Razavi and his colleagues have now found that this hardware-based “immune system” only detects rather simple attacks, such as double-sided attacks where two memory rows adjacent to a victim row are targeted but can still be fooled by more sophisticated hammering. They devised a software aptly named “Blacksmith” that systematically tries out complex hammering patterns in which different numbers of rows are activated with different frequencies, phases and amplitudes at different points in the hammering cycle. After that, it checks if a particular pattern led to bit errors.

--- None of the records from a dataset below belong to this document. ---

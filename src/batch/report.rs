use crate::compressor::CompressionResult;
use serde::Serialize;
use std::fmt;
use std::path::PathBuf;
use std::time::Duration;

/// The single outcome recorded for one selected file
#[derive(Debug)]
pub struct FileOutcome {
    /// Position in the selection
    pub index: usize,
    pub path: PathBuf,
    pub result: CompressionResult,
}

impl FileOutcome {
    /// One-line human readable result
    pub fn result_line(&self) -> String {
        let name = self.path.display();
        match &self.result {
            CompressionResult::Success { output_path } => {
                format!("[OK] {} -> {}", name, output_path.display())
            }
            CompressionResult::Skipped { reason } => format!("[SKIP] {}: {}", name, reason),
            CompressionResult::Failed { reason } => format!("[FAIL] {}: {}", name, reason),
        }
    }
}

#[derive(Debug, Clone, Copy, Default, PartialEq, Eq, Serialize)]
pub struct BatchSummary {
    pub succeeded: usize,
    pub skipped: usize,
    pub failed: usize,
    pub total: usize,
}

impl BatchSummary {
    pub fn record(&mut self, result: &CompressionResult) {
        self.total += 1;
        match result {
            CompressionResult::Success { .. } => self.succeeded += 1,
            CompressionResult::Skipped { .. } => self.skipped += 1,
            CompressionResult::Failed { .. } => self.failed += 1,
        }
    }
}

impl fmt::Display for BatchSummary {
    fn fmt(&self, f: &mut fmt::Formatter<'_>) -> fmt::Result {
        write!(
            f,
            "Processed: {} files | Compressed: {} | Skipped: {} | Failed: {}",
            self.total, self.succeeded, self.skipped, self.failed
        )
    }
}

/// Everything a run produced, in selection order
#[derive(Debug)]
pub struct BatchReport {
    pub outcomes: Vec<FileOutcome>,
    pub summary: BatchSummary,
    pub elapsed: Duration,
}

impl BatchReport {
    pub fn new(outcomes: Vec<FileOutcome>, elapsed: Duration) -> Self {
        let mut summary = BatchSummary::default();
        for outcome in &outcomes {
            summary.record(&outcome.result);
        }
        Self { outcomes, summary, elapsed }
    }
}

#[cfg(test)]
mod tests {
    use super::*;
    use crate::error::CompressError;

    #[test]
    fn test_summary_counts_each_outcome_once() {
        let outcomes = vec![
            FileOutcome {
                index: 0,
                path: "/r/a.png".into(),
                result: CompressionResult::Success { output_path: "/r/a_compressed.jpg".into() },
            },
            FileOutcome {
                index: 1,
                path: "/r/b.png".into(),
                result: CompressionResult::Skipped { reason: CompressError::Cancelled },
            },
            FileOutcome {
                index: 2,
                path: "/r/c.png".into(),
                result: CompressionResult::Failed { reason: CompressError::DecodeFailure("bad".into()) },
            },
        ];

        let report = BatchReport::new(outcomes, Duration::from_millis(5));
        assert_eq!(report.summary, BatchSummary { succeeded: 1, skipped: 1, failed: 1, total: 3 });
        assert!(report.outcomes[0].result_line().starts_with("[OK] /r/a.png"));
        assert!(report.outcomes[2].result_line().starts_with("[FAIL]"));
    }
}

The result was clear and worrying: “We saw that for all of the 40 different DRAM memories we tested, Blacksmith could always find a pattern that induced Rowhammer bit errors,” says Razavi. As a consequence, current DRAM memories are potentially exposed to attacks for which there is no line of defense—for years to come. Until chip manufacturers find ways to update mitigation measures on future generations of DRAM chips, computers continue to be vulnerable to Rowhammer attacks.

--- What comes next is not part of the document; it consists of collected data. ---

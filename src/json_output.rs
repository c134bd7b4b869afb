//! # JSON Output Module
//!
//! Output strutturato JSON-lines su stdout, per consumatori programmatici.
//!
//! ## Tipi di messaggi:
//! - `start`: inizio batch, con policy e numero di file
//! - `file_complete`: esito di un singolo file (success / skipped / failed)
//! - `progress`: frazione completata in [0, 1]
//! - `complete`: riepilogo finale
//! - `error`: errore fatale prima o durante l'avvio del batch

use crate::batch::{progress_fraction, BatchReport, BatchSummary, FileOutcome, ProgressSink};
use crate::compressor::CompressionPolicy;
use serde::Serialize;
use std::path::PathBuf;

/// One JSON line
#[derive(Debug, Serialize)]
#[serde(tag = "type", rename_all = "snake_case")]
pub enum JsonMessage {
    Start {
        input_dir: PathBuf,
        total_files: usize,
        workers: usize,
        policy: CompressionPolicy,
    },
    FileComplete {
        index: usize,
        path: PathBuf,
        status: &'static str,
        output_path: Option<PathBuf>,
        reason: Option<String>,
        reason_kind: Option<&'static str>,
    },
    Progress {
        completed: usize,
        total: usize,
        fraction: f64,
    },
    Complete {
        summary: BatchSummary,
        duration_seconds: f64,
    },
    Error {
        message: String,
        details: Option<String>,
    },
}

impl JsonMessage {
    /// Print as a single line on stdout
    pub fn emit(&self) {
        if let Ok(json) = serde_json::to_string(self) {
            println!("{}", json);
        }
    }

    pub fn file_complete(outcome: &FileOutcome) -> Self {
        Self::FileComplete {
            index: outcome.index,
            path: outcome.path.clone(),
            status: outcome.result.status(),
            output_path: outcome.result.output_path().map(PathBuf::from),
            reason: outcome.result.reason().map(|r| r.to_string()),
            reason_kind: outcome.result.reason().map(|r| r.kind()),
        }
    }

    pub fn progress(completed: usize, total: usize) -> Self {
        Self::Progress {
            completed,
            total,
            fraction: progress_fraction(completed, total),
        }
    }

    pub fn complete(report: &BatchReport) -> Self {
        Self::Complete {
            summary: report.summary,
            duration_seconds: report.elapsed.as_secs_f64(),
        }
    }

    pub fn error(message: String, details: Option<String>) -> Self {
        Self::Error { message, details }
    }
}

/// Progress sink that writes JSON lines instead of a progress bar
pub struct JsonProgress {
    input_dir: PathBuf,
    workers: usize,
    policy: CompressionPolicy,
}

impl JsonProgress {
    pub fn new(input_dir: PathBuf, workers: usize, policy: CompressionPolicy) -> Self {
        Self { input_dir, workers, policy }
    }
}

impl ProgressSink for JsonProgress {
    fn on_start(&mut self, total: usize) {
        JsonMessage::Start {
            input_dir: self.input_dir.clone(),
            total_files: total,
            workers: self.workers,
            policy: self.policy.clone(),
        }
        .emit();
    }

    fn on_file_complete(&mut self, outcome: &FileOutcome, completed: usize, total: usize) {
        JsonMessage::file_complete(outcome).emit();
        JsonMessage::progress(completed, total).emit();
    }

    fn on_finish(&mut self, report: &BatchReport) {
        JsonMessage::complete(report).emit();
    }
}

#[cfg(test)]
mod tests {
    use super::*;
    use crate::compressor::CompressionResult;
    use crate::error::CompressError;
    use serde_json::Value;

    #[test]
    fn test_file_complete_shape() {
        let outcome = FileOutcome {
            index: 3,
            path: "/media/x.png".into(),
            result: CompressionResult::Skipped {
                reason: CompressError::ExtensionRejected { extension: "exe".into() },
            },
        };

        let value: Value = serde_json::to_value(JsonMessage::file_complete(&outcome)).unwrap();
        assert_eq!(value["type"], "file_complete");
        assert_eq!(value["index"], 3);
        assert_eq!(value["status"], "skipped");
        assert_eq!(value["reason_kind"], "extension_rejected");
        assert!(value["output_path"].is_null());
    }

    #[test]
    fn test_progress_fraction() {
        let value = serde_json::to_value(JsonMessage::progress(1, 4)).unwrap();
        assert_eq!(value["type"], "progress");
        assert_eq!(value["fraction"], 0.25);
    }

    #[test]
    fn test_start_includes_policy() {
        let policy = CompressionPolicy::from_selection("webp", 1080, Some(60), None).unwrap();
        let message = JsonMessage::Start {
            input_dir: "/media".into(),
            total_files: 2,
            workers: 4,
            policy,
        };
        let value = serde_json::to_value(message).unwrap();
        assert_eq!(value["policy"]["output_format"], "webp");
        assert_eq!(value["policy"]["setting"]["quality"], 60);
    }
}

Razavi is well aware of the ethical dimension of his research: “We obviously want to make the world safer, and we believe that it is important that potential victims be aware of this kind of threat so that they can make informed choices.” Luckily, he adds, those victims are unlikely to be ordinary users, as there are much simpler ways to hack most computers (a reminder that using the latest anti-virus software and updating devices are still important). Nevertheless, it is possible that nation states or powerful organizations could use such attacks for high-profile targets. To give producers time to react to the new vulnerabilities, Razavi and his colleagues already informed them several months ago. They also cooperated closely with the NCSC, which is responsible for the coordinated publication of discovered vulnerabilities in Switzerland.
In the future, the ETH researchers want to explore even more sophisticated ways of inducing bit errors. That could help chip manufacturers to test their devices and address all possible hammering attacks. “Of course, although we are releasing code that shows how to trigger bit errors, we are not currently disclosing any code that abuses these errors,” Razavi says.